Brian Walsh, Kindergarten teacher at Chester Charter School for the Arts, reads with his students. Photo courtesy of Paul Benson

Brian Walsh, Kindergarten teacher at Chester Charter School for the Arts, reads
with his students. Photo courtesy of Paul Benson

For the next five weeks, St. Anthony Hall, an undergraduate fraternity at the University of Pennsylvania, is collecting book donations to benefit Chester Charter School for the Arts, a K-7 public charter school in Chester, and The Chester Fund for Education and the Arts (TCF), which raises funds to support literacy and arts instruction at CCSA.

The fraternity is organizing a book drive and accepting books at 3637 Locust Walk, Philadelphia.

Daniel Rodriguez, a Penn junior from Quincy, MA and the fraternity’s newly elected president, describes the fraternity’s partnership as practical and purposeful, “Partnering with CCSA and TCF made a lot of sense to our members. Chester is the oldest city in Pennsylvania, and we are one of the oldest undergraduate literary societies in the country.  (We) and CCSA and TCF profoundly care about, and appreciate, great art and literature, and academic excellence, as well as promoting an intellectual and reading culture.”

The St. Anthony Hall fraternity has 40 members from around the globe including (from left) Dawit Heck, Daniel Rodriguez, David Carpinello, Miles Marden, Drew Davala and William Sorin. Photo courtesy of Dominique Malandro

The St. Anthony Hall fraternity has 40 members from around the globe including (from left) Dawit Heck, Daniel Rodriguez, David Carpinello, Miles Marden, Drew Davala and William Sorin. Photo courtesy of Dominique Malandro

The fraternity hopes to donate 500 new and gently used books for CCSA’s specialized reading and arts program. Within this program, 137 students receive daily, small-group, research-based instruction that develops fluency and comprehension. TCF also raises private funding for specialized visual arts, dance, drama, music and instrumental instruction at CCSA.

Rodriguez said, “We hope to come out and visit the school soon, meet the students, and share our favorite books with them.”

Dr.
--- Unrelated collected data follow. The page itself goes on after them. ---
//! Sound resolution.
//!
//! Turns a [`SoundId`] into something the player can act on, exactly once,
//! so nothing downstream ever looks at raw library records again.

use std::fs;
use std::sync::Arc;
use std::time::Duration;

use base64::engine::general_purpose::STANDARD;
use base64::Engine;
use tracing::{debug, warn};

use super::error::SoundError;
use super::id::{BuiltinTone, SoundId};
use super::library::{is_expiring_url, SoundLibraryEntry, SoundLookup};

/// Master playback level applied to every sound.
pub const GLOBAL_VOLUME: f32 = 0.85;

/// Tone played when a sound cannot be resolved or decoded.
pub const FALLBACK_TONE: BuiltinTone = BuiltinTone::Beep;

/// Upper bound on fetching a remote clip, connection included.
pub const FETCH_TIMEOUT: Duration = Duration::from_secs(8);

// ============================================================================
// PlayableSource
// ============================================================================

/// Where the bytes of a library sound come from.
#[derive(Debug, Clone, PartialEq, Eq)]
pub enum PlayableSource {
    /// A complete `data:` URL.
    DataUrl(String),
    /// A bare base64 payload.
    Encoded {
        payload: String,
        mime: Option<String>,
    },
    /// A file path, `file://` URL or remote URL.
    Location(String),
}

impl PlayableSource {
    /// Picks the first usable source of an entry.
    ///
    /// Checked in order: inline `data:` URL, encoded payload, then a location
    /// whose scheme does not expire. Returns `None` when nothing is usable.
    #[must_use]
    pub fn of(entry: &SoundLibraryEntry) -> Option<Self> {
        if let Some(data) = non_empty(&entry.data_url) {
            return Some(Self::DataUrl(data.to_string()));
        }
        if let Some(url) = non_empty(&entry.url).filter(|u| u.starts_with("data:")) {
            return Some(Self::DataUrl(url.to_string()));
        }
        if let Some(payload) = non_empty(&entry.base64) {
            return Some(Self::Encoded {
                payload: payload.to_string(),
                mime: entry.mime.clone(),
            });
        }
        non_empty(&entry.url)
            .filter(|u| !is_expiring_url(u))
            .map(|u| Self::Location(u.to_string()))
    }

    /// Returns true if loading goes over the network.
    #[must_use]
    pub fn is_remote(&self) -> bool {
        matches!(self, Self::Location(l) if is_remote_url(l))
    }

    /// Loads the raw audio bytes.
    ///
    /// Remote locations are fetched with a blocking client, so this must not
    /// be called from inside the async runtime; the player runs remote loads
    /// on a worker thread.
    ///
    /// # Errors
    ///
    /// - [`SoundError::DecodeError`] for malformed data URLs or base64
    /// - [`SoundError::FileNotFound`] for unreadable files
    /// - [`SoundError::FetchError`] when a remote clip cannot be fetched
    pub fn load(&self) -> Result<Vec<u8>, SoundError> {
        match self {
            Self::DataUrl(url) => decode_data_url(url),
            Self::Encoded { payload, .. } => decode_base64(payload),
            Self::Location(location) if is_remote_url(location) => fetch_remote(location),
            Self::Location(location) => {
                let path = location.strip_prefix("file://").unwrap_or(location);
                fs::read(path).map_err(|e| SoundError::FileNotFound(format!("{path}: {e}")))
            }
        }
    }
}

fn is_remote_url(location: &str) -> bool {
    location.starts_with("http://") || location.starts_with("https://")
}

fn fetch_remote(url: &str) -> Result<Vec<u8>, SoundError> {
    let fetch_error = |e: reqwest::Error| SoundError::FetchError(format!("{url}: {e}"));
    let client = reqwest::blocking::Client::builder()
        .timeout(FETCH_TIMEOUT)
        .build()
        .map_err(fetch_error)?;
    let bytes = client
        .get(url)
        .send()
        .and_then(reqwest::blocking::Response::error_for_status)
        .and_then(reqwest::blocking::Response::bytes)
        .map_err(fetch_error)?;
    debug!(url, bytes = bytes.len(), "Remote sound fetched");
    Ok(bytes.to_vec())
}

fn non_empty(field: &Option<String>) -> Option<&str> {
    field.as_deref().map(str::trim).filter(|s| !s.is_empty())
}

fn decode_base64(payload: &str) -> Result<Vec<u8>, SoundError> {
    let compact: String = payload.split_whitespace().collect();
    STANDARD
        .decode(compact)
        .map_err(|e| SoundError::DecodeError(e.to_string()))
}

fn decode_data_url(url: &str) -> Result<Vec<u8>, SoundError> {
    let rest = url
        .strip_prefix("data:")
        .ok_or_else(|| SoundError::DecodeError("not a data URL".to_string()))?;
    let (meta, payload) = rest
        .split_once(',')
        .ok_or_else(|| SoundError::DecodeError("data URL without payload".to_string()))?;
    if !meta.split(';').any(|part| part.eq_ignore_ascii_case("base64")) {
        return Err(SoundError::UnsupportedSource(
            "data URL is not base64 encoded".to_string(),
        ));
    }
    decode_base64(payload)
}

// ============================================================================
// ResolvedSound
// ============================================================================

/// Coarse classification of a resolved sound.
#[derive(Debug, Clone, Copy, PartialEq, Eq)]
pub enum SoundKind {
    Silence,
    Builtin,
    Library,
    Fallback,
}

/// A sound id resolved against the library.
#[derive(Debug, Clone, PartialEq)]
pub enum ResolvedSound {
    /// Play nothing.
    Silence,
    /// A synthesized tone.
    Builtin { tone: BuiltinTone, volume: f32 },
    /// A library clip.
    Library {
        id: String,
        source: PlayableSource,
        volume: f32,
    },
    /// The id could not be resolved; play the fallback tone.
    Fallback { volume: f32 },
}

impl ResolvedSound {
    /// Returns the classification.
    #[must_use]
    pub fn kind(&self) -> SoundKind {
        match self {
            Self::Silence => SoundKind::Silence,
            Self::Builtin { .. } => SoundKind::Builtin,
            Self::Library { .. } => SoundKind::Library,
            Self::Fallback { .. } => SoundKind::Fallback,
        }
    }

    /// Returns the effective playback volume (0.0 for silence).
    #[must_use]
    pub fn volume(&self) -> f32 {
        match self {
            Self::Silence => 0.0,
            Self::Builtin { volume, .. }
            | Self::Library { volume, .. }
            | Self::Fallback { volume } => *volume,
        }
    }

    /// Returns true if nothing should be played.
    #[must_use]
    pub fn is_silence(&self) -> bool {
        matches!(self, Self::Silence)
    }
}

// ============================================================================
// SoundResolver
// ============================================================================

/// Resolves sound ids against a library.
#[derive(Clone)]
pub struct SoundResolver {
    library: Arc<dyn SoundLookup>,
}

impl SoundResolver {
    /// Creates a resolver reading from `library`.
    pub fn new(library: Arc<dyn SoundLookup>) -> Self {
        Self { library }
    }

    /// Resolves `id`. Never fails: anything unplayable becomes a fallback.
    #[must_use]
    pub fn resolve(&self, id: &SoundId) -> ResolvedSound {
        if id.is_silence() {
            return ResolvedSound::Silence;
        }
        if let Some(tone) = id.builtin_tone() {
            return ResolvedSound::Builtin {
                tone,
                volume: GLOBAL_VOLUME,
            };
        }

        let Some(entry) = self.library.find(id.as_str()) else {
            debug!(sound = %id, "Sound not in library, using fallback tone");
            return ResolvedSound::Fallback {
                volume: GLOBAL_VOLUME,
            };
        };
        let volume = effective_volume(&entry);

        match PlayableSource::of(&entry) {
            Some(source) => ResolvedSound::Library {
                id: entry.id,
                source,
                volume,
            },
            None => {
                if entry.broken {
                    debug!(sound = %id, "Sound is marked broken, using fallback tone");
                } else {
                    warn!(sound = %id, "再生可能な音源がありません。代替音を使用します");
                }
                ResolvedSound::Fallback { volume }
            }
        }
    }

    /// Returns the effective volume of `id` (global level times the entry's
    /// individual volume).
    #[must_use]
    pub fn volume_for(&self, id: &SoundId) -> f32 {
        if id.is_silence() || id.builtin_tone().is_some() {
            return GLOBAL_VOLUME;
        }
        self.library
            .find(id.as_str())
            .map_or(GLOBAL_VOLUME, |entry| effective_volume(&entry))
    }
}

fn effective_volume(entry: &SoundLibraryEntry) -> f32 {
    GLOBAL_VOLUME * entry.volume_factor() as f32
}

impl std::fmt::Debug for SoundResolver {
    fn fmt(&self, f: &mut std::fmt::Formatter<'_>) -> std::fmt::Result {
        f.debug_struct("SoundResolver").finish_non_exhaustive()
    }
}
John Alston, TCF and CCSA’s founder, said, “I am amazed and moved by the (fraternity’s) compassion. In addition to state funding, TCF raises $1 million each year to support comprehensive literacy and arts instruction. It costs $2,000 per year to offer specialized programming to each of our 374 students. It is encouraging to see talented and bright young men invested in advancing literacy, and using their abilities to improve their community and the world.”

Freshman Miles Marden, of Boston, MA, says, “When we began researching a service project for the fraternity to pursue, I was really dismayed and upset by the statistics confronting the children of Chester. It’s no shock that the Chester Upland School District is one of the poorest performing school districts in the state. I had always heard of Philadelphia’s troubles, but Chester, being off the beaten path, seemed to really need our attention and support.”

Dawit Heck, another freshman, from Yonkers, NY, explains, “I have great hope and optimism for the children of Chester because of schools like CCSA and the leadership and advocacy work of The Chester Fund which is clearly invested in creating a Kindergarten to college pipeline and, as a lifelong reader, I was excited at the opportunity to combat illiteracy, build a reading culture and contribute to the creation of a diverse and multicultural school library for children, especially coming from a mixed race family myself. My mom is Ethiopian and my dad is white.”

CCSA principal Akosua Watts said, “CCSA’s core values are a commitment to fostering literacy and a love of learning. One way to purposefully build joyous readers is to provide them with books they can relate to, where they see themselves as heroes, leaders, artists and scholars. I am thrilled to partner with young people who have the will to galvanize their community to invest in our students.”

So far, the fraternity has organized the donation of over 200 books, but hoping to reach their 500 book goal by May 1st.

Rodriguez suggests that Penn students interested in this effort should also enlist their families’ help, asking them to send books directly to their dorms on campus or to purchase books at Penn’s bookstore. He emphasizes, “If this is too difficult to coordinate, just make a donation to The Chester Fund, as they are the experts on literacy and what books most inspire children to read. Many of us can donate $25.00. What’s more important than encouraging students to read? It’s a worthy investment.”

William Sorin, a senior and the outgoing fraternity president, said, “This past year, we have completed 600 hours of community service; setting an organizational record. I am excited that this is part of (our) legacy and I hope that we can partner with (TCF) and (CCSA) for years to come.”

The fraternity is a national college literary society located at a number of Ivy League universities, including Columbia, Brown, and Princeton. Penn’s chapter opened in 1854 with a commitment to foster the social and intellectual development of its undergraduate members by promoting the exchange of ideas and providing a forum to grow and learn together.

The Penn chapter currently has 40 members from all over the country and the world.